Die Einbruchszahlen in Essen sind zuletzt um 44 Prozent gestiegen, die Aufklärungsquote ist gering. Die Polizei kann wenig Hoffnung verbreiten, dass sich das in absehbarer Zeit ändert. Braucht es mehr bürgerschaftliche Selbsthilfe, um die Täter - oft Banden aus Osteuropa - von ihrem Tun abzuhalten? Rolf Krane, Vorsitzender der Interessengemeinschaft Rüttenscheid (IGR), hat eine Aktion gestartet, um das Miteinander unter Nachbarn zu verbessern und zu erreichen, dass jeder ein bisschen auf den anderen achtet. „Wir leben in einer Großstadt und da ist Anonymität normal und von vielen vielleicht sogar gewünscht“, meint Krane. Die Kehrseite: Oft haben Einbrecher hier besonders leichtes Spiel, weil sich keiner für den anderen verantwortlich fühlt und mancher vielleicht sogar wegsieht, wenn er Zeuge einer eindeutigen Straftat wird.
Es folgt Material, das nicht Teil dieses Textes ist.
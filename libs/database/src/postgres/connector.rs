use sea_orm::{
    ConnectOptions, ConnectionTrait, Database, DatabaseConnection, DbErr, EntityTrait, Schema,
};
use tracing::info;

use super::PostgresConfig;
use crate::common::{DatabaseError, RetryConfig, retry_with_backoff};

/// Open a pool with the given options
pub async fn connect_with_options(options: ConnectOptions) -> Result<DatabaseConnection, DbErr> {
    let db = Database::connect(options).await?;
    info!("Connected to PostgreSQL");
    Ok(db)
}

/// Open a pool from a [`PostgresConfig`], single attempt
pub async fn connect_from_config(config: PostgresConfig) -> Result<DatabaseConnection, DbErr> {
    connect_with_options(config.into_connect_options()).await
}

/// Open a pool, retrying with exponential backoff.
///
/// Without an explicit `retry_config` the config's `connect_retries` is used.
pub async fn connect_from_config_with_retry(
    config: PostgresConfig,
    retry_config: Option<RetryConfig>,
) -> Result<DatabaseConnection, DatabaseError> {
    let retry_config = retry_config
        .unwrap_or_else(|| RetryConfig::new().with_max_retries(config.connect_retries));
    let options = config.into_connect_options();

    retry_with_backoff(|| connect_with_options(options.clone()), retry_config)
        .await
        .map_err(|e| DatabaseError::ConnectionFailed(e.to_string()))
}

/// Create the table backing `entity` unless it already exists.
///
/// Only the table is derived from the entity; this does not alter existing tables.
pub async fn ensure_table<C, E>(db: &C, entity: E) -> Result<(), DatabaseError>
where
    C: ConnectionTrait,
    E: EntityTrait,
{
    let backend = db.get_database_backend();
    let mut create = Schema::new(backend).create_table_from_entity(entity);
    create.if_not_exists();

    db.execute_raw(backend.build(&create))
        .await
        .map_err(|e| DatabaseError::SchemaError(format!("{}: {e}", entity.table_name())))?;

    info!(table = entity.table_name(), "Table ensured");
    Ok(())
}
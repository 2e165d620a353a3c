use crate::{env_or_default, env_parse, ConfigError, FromEnv};
use std::net::Ipv4Addr;

/// Listener address for the HTTP API
#[derive(Clone, Debug)]
pub struct ServerConfig {
    pub host: String,
    pub port: u16,
}

impl ServerConfig {
    pub fn new(host: impl Into<String>, port: u16) -> Self {
        Self {
            host: host.into(),
            port,
        }
    }

    /// "host:port", ready for `TcpListener::bind`
    pub fn address(&self) -> String {
        format!("{}:{}", self.host, self.port)
    }
}

impl FromEnv for ServerConfig {
    /// `HOST` defaults to all interfaces, `PORT` to 8080.
    fn from_env() -> Result<Self, ConfigError> {
        let host = env_or_default("HOST", &Ipv4Addr::UNSPECIFIED.to_string());
        let port = env_parse("PORT", 8080u16)?;

        Ok(Self { host, port })
    }
}

impl Default for ServerConfig {
    fn default() -> Self {
        Self::new(Ipv4Addr::UNSPECIFIED.to_string(), 8080)
    }
}
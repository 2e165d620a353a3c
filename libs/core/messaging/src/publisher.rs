use async_trait::async_trait;
use serde::Serialize;
use tracing::trace;

use crate::PublishResult;

/// Sink for outbound events, addressed by routing key (subject).
#[async_trait]
pub trait Publisher: Send + Sync {
    /// Hand `payload` to the backend under `subject`
    async fn publish(&self, subject: &str, payload: Vec<u8>) -> PublishResult<()>;

    /// Short backend name for logs
    fn backend(&self) -> &'static str;
}

/// JSON convenience on top of [`Publisher`]
#[async_trait]
pub trait PublisherExt: Publisher {
    async fn publish_json<T>(&self, subject: &str, event: &T) -> PublishResult<()>
    where
        T: Serialize + Sync,
    {
        let payload = serde_json::to_vec(event)?;
        self.publish(subject, payload).await
    }
}

impl<P: Publisher + ?Sized> PublisherExt for P {}

/// Discards every message
#[derive(Debug, Clone, Copy, Default)]
pub struct NoopPublisher;

#[async_trait]
impl Publisher for NoopPublisher {
    async fn publish(&self, subject: &str, payload: Vec<u8>) -> PublishResult<()> {
        trace!(subject, bytes = payload.len(), "Event dropped (publishing disabled)");
        Ok(())
    }

    fn backend(&self) -> &'static str {
        "noop"
    }
}

#[cfg(test)]
mod tests {
    use super::*;
    use std::sync::Arc;

    #[tokio::test]
    async fn test_noop_accepts_everything() {
        let publisher: Arc<dyn Publisher> = Arc::new(NoopPublisher);
        assert!(publisher.publish("any.subject", b"{}".to_vec()).await.is_ok());
        assert!(publisher
            .publish_json("any.subject", &serde_json::json!({"a": 1}))
            .await
            .is_ok());
        assert_eq!(publisher.backend(), "noop");
    }
}
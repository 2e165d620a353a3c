//! PostgreSQL connection, schema and health helpers

mod config;
mod connector;
mod health;

pub use config::{PostgresConfig, URL_TEMPLATE, expand_placeholders};
pub use connector::{
    connect_from_config, connect_from_config_with_retry, connect_with_options, ensure_table,
};
pub use health::{HealthStatus, check_health, check_health_detailed};

pub use sea_orm::{ConnectOptions, DatabaseConnection, DbErr};
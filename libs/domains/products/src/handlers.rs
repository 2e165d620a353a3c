//! HTTP handlers for Products API

use axum::{
    extract::{Path, State},
    http::{header, StatusCode},
    response::{IntoResponse, Response},
    routing::{delete, get},
    Json, Router,
};
use axum_helpers::{
    errors::responses::{
        BadRequestUuidResponse, BadRequestValidationResponse, InternalServerErrorResponse,
        NotFoundResponse,
    },
    AppError, JsonBody, UuidPath,
};
use std::sync::Arc;
use utoipa::OpenApi;

use crate::error::ProductResult;
use crate::models::{
    ProductAddRequest, ProductCategory, ProductNameUpdateMessage, ProductResponse,
    ProductUpdateRequest,
};
use crate::repository::{ProductQuery, ProductRepository};
use crate::service::ProductService;

/// Public path of the single-product lookup, used for `Location` headers
pub const PRODUCT_BY_ID_PATH: &str = "/api/products/search/product-id";

/// OpenAPI documentation for Products API
#[derive(OpenApi)]
#[openapi(
    paths(
        get_products,
        get_product_by_id,
        search_products,
        add_product,
        update_product,
        delete_product,
    ),
    components(
        schemas(
            ProductResponse, ProductAddRequest, ProductUpdateRequest,
            ProductCategory, ProductNameUpdateMessage
        ),
        responses(
            NotFoundResponse,
            BadRequestValidationResponse,
            BadRequestUuidResponse,
            InternalServerErrorResponse
        )
    ),
    tags(
        (name = "Products", description = "Product catalog endpoints")
    )
)]
pub struct ApiDoc;

/// Create the products router with all HTTP endpoints
pub fn router<R: ProductRepository + 'static>(service: ProductService<R>) -> Router {
    let shared_service = Arc::new(service);

    Router::new()
        .route(
            "/",
            get(get_products).post(add_product).put(update_product),
        )
        .route("/search/product-id/{product_id}", get(get_product_by_id))
        .route("/search/{search_string}", get(search_products))
        .route("/{product_id}", delete(delete_product))
        .with_state(shared_service)
}

/// List all products
#[utoipa::path(
    get,
    path = "",
    tag = "Products",
    responses(
        (status = 200, description = "All products", body = Vec<ProductResponse>),
        (status = 500, response = InternalServerErrorResponse)
    )
)]
async fn get_products<R: ProductRepository>(
    State(service): State<Arc<ProductService<R>>>,
) -> ProductResult<Json<Vec<ProductResponse>>> {
    let products = service.get_products().await?;
    Ok(Json(products))
}

/// Get a product by ID
#[utoipa::path(
    get,
    path = "/search/product-id/{product_id}",
    tag = "Products",
    params(("product_id" = uuid::Uuid, Path, description = "Product ID")),
    responses(
        (status = 200, description = "Product found", body = ProductResponse),
        (status = 400, response = BadRequestUuidResponse),
        (status = 404, response = NotFoundResponse),
        (status = 500, response = InternalServerErrorResponse)
    )
)]
async fn get_product_by_id<R: ProductRepository>(
    State(service): State<Arc<ProductService<R>>>,
    UuidPath(product_id): UuidPath,
) -> Result<Json<ProductResponse>, AppError> {
    service
        .get_product_by_condition(ProductQuery::by_id(product_id))
        .await?
        .map(Json)
        .ok_or_else(|| AppError::NotFound(format!("Product {product_id} not found")))
}

/// Products whose name or category contains the search string (case-insensitive)
#[utoipa::path(
    get,
    path = "/search/{search_string}",
    tag = "Products",
    params(("search_string" = String, Path, description = "Text to look for")),
    responses(
        (status = 200, description = "Matching products", body = Vec<ProductResponse>),
        (status = 500, response = InternalServerErrorResponse)
    )
)]
async fn search_products<R: ProductRepository>(
    State(service): State<Arc<ProductService<R>>>,
    Path(search_string): Path<String>,
) -> ProductResult<Json<Vec<ProductResponse>>> {
    let products = service.search_products(&search_string).await?;
    Ok(Json(products))
}

/// Add a new product
#[utoipa::path(
    post,
    path = "",
    tag = "Products",
    request_body = ProductAddRequest,
    responses(
        (status = 201, description = "Product created", body = ProductResponse,
            headers(("Location" = String, description = "URL of the new product"))),
        (status = 400, response = BadRequestValidationResponse),
        (status = 500, response = InternalServerErrorResponse)
    )
)]
async fn add_product<R: ProductRepository>(
    State(service): State<Arc<ProductService<R>>>,
    JsonBody(request): JsonBody<ProductAddRequest>,
) -> Result<Response, AppError> {
    let product = service
        .add_product(request)
        .await?
        .ok_or_else(|| AppError::InternalServerError("Failed to add product".to_string()))?;

    let location = format!("{PRODUCT_BY_ID_PATH}/{}", product.product_id);
    Ok((
        StatusCode::CREATED,
        [(header::LOCATION, location)],
        Json(product),
    )
        .into_response())
}

/// Replace every mutable field of an existing product
#[utoipa::path(
    put,
    path = "",
    tag = "Products",
    request_body = ProductUpdateRequest,
    responses(
        (status = 200, description = "Product updated", body = ProductResponse),
        (status = 400, response = BadRequestValidationResponse),
        (status = 404, response = NotFoundResponse),
        (status = 500, response = InternalServerErrorResponse)
    )
)]
async fn update_product<R: ProductRepository>(
    State(service): State<Arc<ProductService<R>>>,
    JsonBody(request): JsonBody<ProductUpdateRequest>,
) -> Result<Json<ProductResponse>, AppError> {
    service
        .update_product(request)
        .await?
        .map(Json)
        .ok_or_else(|| AppError::InternalServerError("Failed to update product".to_string()))
}

/// Delete a product by ID
#[utoipa::path(
    delete,
    path = "/{product_id}",
    tag = "Products",
    params(("product_id" = uuid::Uuid, Path, description = "Product ID")),
    responses(
        (status = 200, description = "Product deleted", body = bool),
        (status = 400, response = BadRequestUuidResponse),
        (status = 404, response = NotFoundResponse),
        (status = 500, response = InternalServerErrorResponse)
    )
)]
async fn delete_product<R: ProductRepository>(
    State(service): State<Arc<ProductService<R>>>,
    UuidPath(product_id): UuidPath,
) -> Result<Json<bool>, AppError> {
    if service.delete_product(product_id).await? {
        Ok(Json(true))
    } else {
        Err(AppError::NotFound(format!("Product {product_id} not found")))
    }
}
//! Backend-agnostic event publishing.
//!
//! Services depend on the [`Publisher`] trait and receive a concrete backend at
//! start-up:
//!
//! - [`nats::NatsPublisher`] (feature `nats`) - core NATS publish
//! - [`InMemoryPublisher`] - records messages, for tests and local runs
//! - [`NoopPublisher`] - events disabled
//!
//! Publishing is fire-and-forget: a successful call means the message was
//! handed to the backend, not that any consumer received it.
//!
//! ```ignore
//! use messaging::{Publisher, PublisherExt};
//!
//! publisher.publish_json("product.update.name", &event).await?;
//! ```

mod error;
mod memory;
mod publisher;

#[cfg(feature = "nats")]
pub mod nats;

pub use error::{PublishError, PublishResult};
pub use memory::{InMemoryPublisher, PublishedMessage};
pub use publisher::{NoopPublisher, Publisher, PublisherExt};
Polizei sei „hellauf begeistert“
In seiner unmittelbaren privaten Umgebung in Rüttenscheid hat Krane deshalb begonnen, einen vorsichtig formulierten Brief zu verteilen, in dem er Mut machen will, sich kennenzulernen und in der er Nachbarn bittet, ihm telefonisch Beobachtungen zu melden - etwa wenn sich etwas Verdächtiges rund um das Haus tut, in dem er seine Wohnung hat. Auslöser für die Initiative war der Fall eines Einbruchs bei einem befreundeten IGR-Mitglied. „Da kommt man natürlich ins Überlegen, wie man ähnliches vielleicht bei sich selbst verhindern kann“, so Krane. Und es gebe auch positive Beispiele: „In der Kordulastraße in Rüttenscheid ist ein Einbrecher erwischt worden, weil die Nachbarn aufgepasst haben.“
Die Polizei in Rüttenscheid sei von seiner Aktion „hellauf begeistert“. Natürlich warnt die Polizei davor, sich mit einem Einbrecher handgreiflich anzulegen, das Risiko zu Schaden zu kommen wäre viel zu groß. Doch Einbrecher weichen in der Regel schon von sich aus zurück, wenn sie sich beobachtet fühlen. Zudem setzen die Beamten darauf, öfter alarmiert zu werden, wenn die Bürger sensibler aufeinander achtgeben. Der Rat der Polizei ist einfach: „Lieber einmal zuviel anrufen als einmal zu wenig.“
Gute Nachbarschaft in der Großstadt muss sich aber nicht auf die Vorbeugung von Einbrüchen beschränken. „Es gibt in Rüttenscheid bereits einige Straßenzüge, in denen die Leute öfter zusammen kommen, miteinander feiern und eben auch ein bisschen aufpassen, was sich tut.“ Seine Initiative mit dem Nachbarschaftsbrief muss sich denn auch keinesfalls auf Rüttenscheid beschränken, sondern kann ohne weiteres auch in anderen Essener Stadtteilen funktionieren.